* Exercise goal *
Transcribe the records word for word, beginning with the first line and ending with the line that contains "- Treasury update context"; include nothing else.

---------- Data extract

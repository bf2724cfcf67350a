use anchor_lang::prelude::*;
use crate::{
    error::QuestRewardsError,
    main_state::state::{
        TREASURY_DISPUTE_FEES, TREASURY_PLATFORM, TREASURY_REFERRAL_TAX, TREASURY_REVENUE_POOL
    },
    MainState,
    TreasuryUpdated
};

// This function re-points one of the four treasury addresses
// Params
//   ctx - Treasury update context
//   kind - Treasury selector (TREASURY_* constant)
//   treasury - New treasury address
// Return
//   Ok on success, ZeroAddress / InvalidTreasuryKind on bad inputs
pub fn set_treasury(
    ctx: Context<ASetTreasury>,
    kind: u8,
    treasury: Pubkey
) -> Result<()> {
    require!(treasury.ne(&Pubkey::default()), QuestRewardsError::ZeroAddress);

    let main_state = &mut ctx.accounts.main_state;
    match kind {
        TREASURY_PLATFORM => main_state.platform_treasury = treasury,
        TREASURY_REVENUE_POOL => main_state.platform_revenue_pool = treasury,
        TREASURY_REFERRAL_TAX => main_state.referral_tax_treasury = treasury,
        TREASURY_DISPUTE_FEES => main_state.dispute_fees_treasury = treasury,
        _ => return Err(QuestRewardsError::InvalidTreasuryKind.into())
    }

    emit!(TreasuryUpdated { kind, treasury });

    Ok(())
}

// Treasury update context - passed with accounts
#[derive(Accounts)]
pub struct ASetTreasury<'info> {
    #[account()]
    pub owner: Signer<'info>, // Custodian

    #[account(
        mut,
        seeds = [MainState::PREFIX_SEED],
        bump,
        has_one = owner @ QuestRewardsError::Unauthorized
    )]
    pub main_state: Box<Account<'info, MainState>> // MainState account
}
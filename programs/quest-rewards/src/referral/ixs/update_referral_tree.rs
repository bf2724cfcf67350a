use anchor_lang::prelude::*;
use crate::{
    constants::MAX_TIER,
    error::QuestRewardsError,
    referral::state::{collect_chain, migrate_referral_counts},
    ReferralAccount, ReferralTreeUpdated
};

// This function propagates an account's tier change up the referral tree:
// every ancestor's bucket for old_tier is debited and the bucket for
// new_tier credited at the matching depth, keeping per-ancestor totals
// unchanged. Self-service counterpart of set_tier - a missing old entry
// fails loudly with NoSuchEntry, since it can only mean desynchronized
// sequencing.
// Params
//   ctx - Tree update context
//   old_tier - Tier this account held when last counted
//   new_tier - Tier this account holds now
// Return
//   Ok on success, InvalidTier / NoSuchEntry on failure
pub fn update_referral_tree(
    mut ctx: Context<AUpdateReferralTree>,
    old_tier: u8,
    new_tier: u8
) -> Result<()> {
    require!(old_tier <= MAX_TIER, QuestRewardsError::InvalidTier);
    require!(new_tier <= MAX_TIER, QuestRewardsError::InvalidTier);

    let account_key = ctx.accounts.referral_account.key();
    let start = ctx.accounts.referral_account.referred_by;
    let accounts = &mut ctx.accounts;

    let links = [
        accounts.ancestor1.as_mut(),
        accounts.ancestor2.as_mut(),
        accounts.ancestor3.as_mut(),
        accounts.ancestor4.as_mut()
    ];
    let mut chain = collect_chain(start, links)?;
    let depth_updated = chain.len() as u8;
    migrate_referral_counts(&mut chain, old_tier, new_tier, true)?;

    emit!(ReferralTreeUpdated {
        account: account_key,
        old_tier,
        new_tier,
        depth_updated
    });

    Ok(())
}

// Tree update context - passed with accounts
#[derive(Accounts)]
pub struct AUpdateReferralTree<'info> {
    #[account(mut)]
    pub user: Signer<'info>, // Account owner (self-reporting its own transition)

    #[account(
        seeds = [ReferralAccount::PREFIX_SEED, user.key().as_ref()],
        bump
    )]
    pub referral_account: Box<Account<'info, ReferralAccount>>, // The transitioned node

    #[account(mut)]
    pub ancestor1: Option<Box<Account<'info, ReferralAccount>>>, // Depth-1 ancestor
    #[account(mut)]
    pub ancestor2: Option<Box<Account<'info, ReferralAccount>>>, // Depth-2 ancestor
    #[account(mut)]
    pub ancestor3: Option<Box<Account<'info, ReferralAccount>>>, // Depth-3 ancestor
    #[account(mut)]
    pub ancestor4: Option<Box<Account<'info, ReferralAccount>>>  // Depth-4 ancestor
}
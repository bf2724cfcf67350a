use anchor_lang::prelude::error_code;

#[error_code]
pub enum QuestRewardsError {
    #[msg("Unauthorized")]
    Unauthorized,
    #[msg("Already became an owner")]
    AlreadyBecameOwner,

    #[msg("Tax rate too high")]
    TaxRateTooHigh,
    #[msg("Zero address")]
    ZeroAddress,
    #[msg("Invalid treasury kind")]
    InvalidTreasuryKind,

    #[msg("Invalid referral depth")]
    InvalidDepth,
    #[msg("Invalid referrer")]
    InvalidReferrer,
    #[msg("Cannot refer self")]
    CannotReferSelf,
    #[msg("Invalid referred address")]
    InvalidReferredAddress,

    #[msg("Invalid tier")]
    InvalidTier,
    #[msg("Upgrade condition not met")]
    UpgradeConditionNotMet,
    #[msg("No such referral count entry")]
    NoSuchEntry,

    #[msg("Unsupported currency")]
    UnsupportedCurrency,
    #[msg("Insufficient fund")]
    InsufficientFund,
    #[msg("Nothing to claim")]
    NothingToClaim,
}
use anchor_lang::prelude::*;
use anchor_spl::token_interface::{Mint, TokenAccount, TokenInterface};
use crate::{
    constants::MAX_REFERRAL_DEPTH,
    error::QuestRewardsError,
    referral::state::collect_chain,
    rewarder::split::layer_shares,
    utils::{transfer_from_signer, transfer_tokens},
    MainState, ReferralAccount, SeekerTaxClaimed
};

// This function collects the seeker-side tax charged on top of a quest's
// posted reward, in native SOL. The escrow computes the two amounts from the
// configured seeker fees when it takes the deposit and hands them over here:
// the platform share goes to the revenue pool, the referral share is split
// over up to 4 seeker ancestors at the seeker-tier layer rates, and whatever
// the split leaves unassigned is swept to the referral tax treasury.
// Params
//   ctx - Seeker tax settlement context
//   platform_tax - Platform share of the seeker tax
//   referral_tax - Referral share of the seeker tax
// Return
//   Ok on success
//     SeekerTaxClaimed event is emitted on success
pub fn handle_seeker_tax(
    mut ctx: Context<AHandleSeekerTax>,
    platform_tax: u64,
    referral_tax: u64
) -> Result<()> {
    let escrow = ctx.accounts.escrow.to_account_info();
    let escrow_key = ctx.accounts.escrow.key();
    let platform_revenue_pool = ctx.accounts.platform_revenue_pool.to_account_info();
    let referral_tax_treasury = ctx.accounts.referral_tax_treasury.to_account_info();
    let main_state_info = ctx.accounts.main_state.to_account_info();
    let system_program = ctx.accounts.system_program.to_account_info();

    let seeker_key = ctx.accounts.seeker_account.key();
    let chain_start = ctx.accounts.seeker_account.referred_by;
    let rates = ctx.accounts.main_state.layer_rates(ctx.accounts.seeker_account.tier);
    let shares = layer_shares(referral_tax, &rates);

    transfer_from_signer(
        escrow.clone(),
        platform_revenue_pool,
        system_program.clone(),
        platform_tax
    )?;

    let accounts = &mut ctx.accounts;
    let links = [
        accounts.layer1.as_mut(),
        accounts.layer2.as_mut(),
        accounts.layer3.as_mut(),
        accounts.layer4.as_mut()
    ];
    let mut chain = collect_chain(chain_start, links)?;
    let mut accrued: u64 = 0;
    for (i, ancestor) in chain.iter_mut().enumerate() {
        if shares[i] > 0 {
            ancestor.earned_rewards += shares[i];
            accrued += shares[i];
        }
    }

    transfer_from_signer(escrow.clone(), main_state_info, system_program.clone(), accrued)?;
    transfer_from_signer(escrow, referral_tax_treasury, system_program, referral_tax - accrued)?;

    emit!(SeekerTaxClaimed {
        seeker_account: seeker_key,
        escrow: escrow_key,
        platform_tax,
        referral_tax,
        currency_mint: Pubkey::default(),
        timestamp: Clock::get()?.unix_timestamp
    });

    Ok(())
}

// Fungible-token counterpart of handle_seeker_tax. Layer shares go straight
// to each ancestor owner's token account; ancestors without one leave their
// share in the remainder.
pub fn handle_seeker_tax_token(
    ctx: Context<AHandleSeekerTaxToken>,
    platform_tax: u64,
    referral_tax: u64
) -> Result<()> {
    let mint_key = ctx.accounts.currency_mint.key();
    let decimals = ctx.accounts.currency_mint.decimals;
    let escrow = ctx.accounts.escrow.to_account_info();
    let escrow_key = ctx.accounts.escrow.key();
    let escrow_ata = ctx.accounts.escrow_ata.to_account_info();
    let mint_info = ctx.accounts.currency_mint.to_account_info();
    let token_program = ctx.accounts.token_program.to_account_info();

    let seeker_key = ctx.accounts.seeker_account.key();
    let chain_start = ctx.accounts.seeker_account.referred_by;
    let rates = ctx.accounts.main_state.layer_rates(ctx.accounts.seeker_account.tier);
    let shares = layer_shares(referral_tax, &rates);

    transfer_tokens(
        escrow_ata.clone(),
        ctx.accounts.revenue_pool_ata.to_account_info(),
        escrow.clone(),
        mint_info.clone(),
        token_program.clone(),
        platform_tax,
        decimals
    )?;

    // Verify the ancestor chain and remember each live ancestor's owner
    let links = [
        &ctx.accounts.layer1,
        &ctx.accounts.layer2,
        &ctx.accounts.layer3,
        &ctx.accounts.layer4
    ];
    let mut owners: [Option<Pubkey>; MAX_REFERRAL_DEPTH] = [None; MAX_REFERRAL_DEPTH];
    let mut next = chain_start;
    for (i, link) in links.iter().enumerate() {
        if next.eq(&Pubkey::default()) {
            break;
        }
        match link {
            Some(ancestor) => {
                require!(ancestor.key().eq(&next), QuestRewardsError::InvalidReferrer);
                owners[i] = Some(ancestor.owner);
                next = ancestor.referred_by;
            }
            None => break
        }
    }

    let atas = [
        &ctx.accounts.layer1_ata,
        &ctx.accounts.layer2_ata,
        &ctx.accounts.layer3_ata,
        &ctx.accounts.layer4_ata
    ];
    let mut paid: u64 = 0;
    for i in 0..MAX_REFERRAL_DEPTH {
        let owner = match owners[i] {
            Some(owner) => owner,
            None => continue
        };
        if shares[i] == 0 {
            continue;
        }
        match &atas[i] {
            Some(ata) => {
                require!(ata.mint.eq(&mint_key), QuestRewardsError::UnsupportedCurrency);
                require!(ata.owner.eq(&owner), QuestRewardsError::InvalidReferredAddress);
                transfer_tokens(
                    escrow_ata.clone(),
                    ata.to_account_info(),
                    escrow.clone(),
                    mint_info.clone(),
                    token_program.clone(),
                    shares[i],
                    decimals
                )?;
                paid += shares[i];
            }
            None => {} // no token account supplied; share stays in the remainder
        }
    }

    transfer_tokens(
        escrow_ata,
        ctx.accounts.referral_tax_ata.to_account_info(),
        escrow,
        mint_info,
        token_program,
        referral_tax - paid,
        decimals
    )?;

    emit!(SeekerTaxClaimed {
        seeker_account: seeker_key,
        escrow: escrow_key,
        platform_tax,
        referral_tax,
        currency_mint: mint_key,
        timestamp: Clock::get()?.unix_timestamp
    });

    Ok(())
}

// Native seeker tax context - passed with accounts
#[derive(Accounts)]
pub struct AHandleSeekerTax<'info> {
    #[account(
        mut,
        constraint = escrow.key() == main_state.quest_authority @ QuestRewardsError::Unauthorized
    )]
    pub escrow: Signer<'info>, // Paying escrow (quest lifecycle boundary)

    #[account(
        mut,
        seeds = [MainState::PREFIX_SEED],
        bump
    )]
    pub main_state: Box<Account<'info, MainState>>, // MainState account (rates + reward custody)

    pub seeker_account: Box<Account<'info, ReferralAccount>>, // Seeker's graph node

    #[account(mut)]
    pub layer1: Option<Box<Account<'info, ReferralAccount>>>, // Depth-1 seeker ancestor
    #[account(mut)]
    pub layer2: Option<Box<Account<'info, ReferralAccount>>>, // Depth-2 seeker ancestor
    #[account(mut)]
    pub layer3: Option<Box<Account<'info, ReferralAccount>>>, // Depth-3 seeker ancestor
    #[account(mut)]
    pub layer4: Option<Box<Account<'info, ReferralAccount>>>, // Depth-4 seeker ancestor

    #[account(
        mut,
        address = main_state.platform_revenue_pool @ QuestRewardsError::Unauthorized
    )]
    /// CHECK: this should be set by owner
    pub platform_revenue_pool: AccountInfo<'info>,

    #[account(
        mut,
        address = main_state.referral_tax_treasury @ QuestRewardsError::Unauthorized
    )]
    /// CHECK: this should be set by owner
    pub referral_tax_treasury: AccountInfo<'info>,

    pub system_program: Program<'info, System>
}

// Token seeker tax context - passed with accounts
#[derive(Accounts)]
pub struct AHandleSeekerTaxToken<'info> {
    #[account(
        constraint = escrow.key() == main_state.quest_authority @ QuestRewardsError::Unauthorized
    )]
    pub escrow: Signer<'info>, // Paying escrow (quest lifecycle boundary)

    #[account(
        seeds = [MainState::PREFIX_SEED],
        bump
    )]
    pub main_state: Box<Account<'info, MainState>>, // MainState account (rates)

    #[account(
        constraint = currency_mint.key() == main_state.quest_currency_mint @ QuestRewardsError::UnsupportedCurrency
    )]
    pub currency_mint: Box<InterfaceAccount<'info, Mint>>, // Settlement currency

    #[account(
        mut,
        constraint = escrow_ata.mint == currency_mint.key() @ QuestRewardsError::UnsupportedCurrency,
        constraint = escrow_ata.owner == escrow.key() @ QuestRewardsError::Unauthorized
    )]
    pub escrow_ata: Box<InterfaceAccount<'info, TokenAccount>>, // Escrow's currency account

    pub seeker_account: Box<Account<'info, ReferralAccount>>, // Seeker's graph node

    pub layer1: Option<Box<Account<'info, ReferralAccount>>>, // Depth-1 seeker ancestor
    pub layer2: Option<Box<Account<'info, ReferralAccount>>>, // Depth-2 seeker ancestor
    pub layer3: Option<Box<Account<'info, ReferralAccount>>>, // Depth-3 seeker ancestor
    pub layer4: Option<Box<Account<'info, ReferralAccount>>>, // Depth-4 seeker ancestor

    #[account(mut)]
    pub layer1_ata: Option<Box<InterfaceAccount<'info, TokenAccount>>>, // Depth-1 owner's currency account
    #[account(mut)]
    pub layer2_ata: Option<Box<InterfaceAccount<'info, TokenAccount>>>, // Depth-2 owner's currency account
    #[account(mut)]
    pub layer3_ata: Option<Box<InterfaceAccount<'info, TokenAccount>>>, // Depth-3 owner's currency account
    #[account(mut)]
    pub layer4_ata: Option<Box<InterfaceAccount<'info, TokenAccount>>>, // Depth-4 owner's currency account

    #[account(
        mut,
        constraint = revenue_pool_ata.mint == currency_mint.key() @ QuestRewardsError::UnsupportedCurrency,
        constraint = revenue_pool_ata.owner == main_state.platform_revenue_pool @ QuestRewardsError::Unauthorized
    )]
    pub revenue_pool_ata: Box<InterfaceAccount<'info, TokenAccount>>, // Revenue pool currency account

    #[account(
        mut,
        constraint = referral_tax_ata.mint == currency_mint.key() @ QuestRewardsError::UnsupportedCurrency,
        constraint = referral_tax_ata.owner == main_state.referral_tax_treasury @ QuestRewardsError::Unauthorized
    )]
    pub referral_tax_ata: Box<InterfaceAccount<'info, TokenAccount>>, // Referral tax treasury currency account

    pub token_program: Interface<'info, TokenInterface>
}
pub mod ixs;
pub use ixs::*;

pub mod split;
pub use split::*;

pub mod event;
pub use event::*;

--------------------

* Expected answer *
repository bf2724cfcf67350a
use anchor_lang::prelude::*;
use crate::{
    error::QuestRewardsError,
    main_state::state::{
        TREASURY_DISPUTE_FEES, TREASURY_PLATFORM, TREASURY_REFERRAL_TAX, TREASURY_REVENUE_POOL
    },
    MainState,
    TreasuryUpdated
};

// This function re-points one of the four treasury addresses
// Params
//   ctx - Treasury update context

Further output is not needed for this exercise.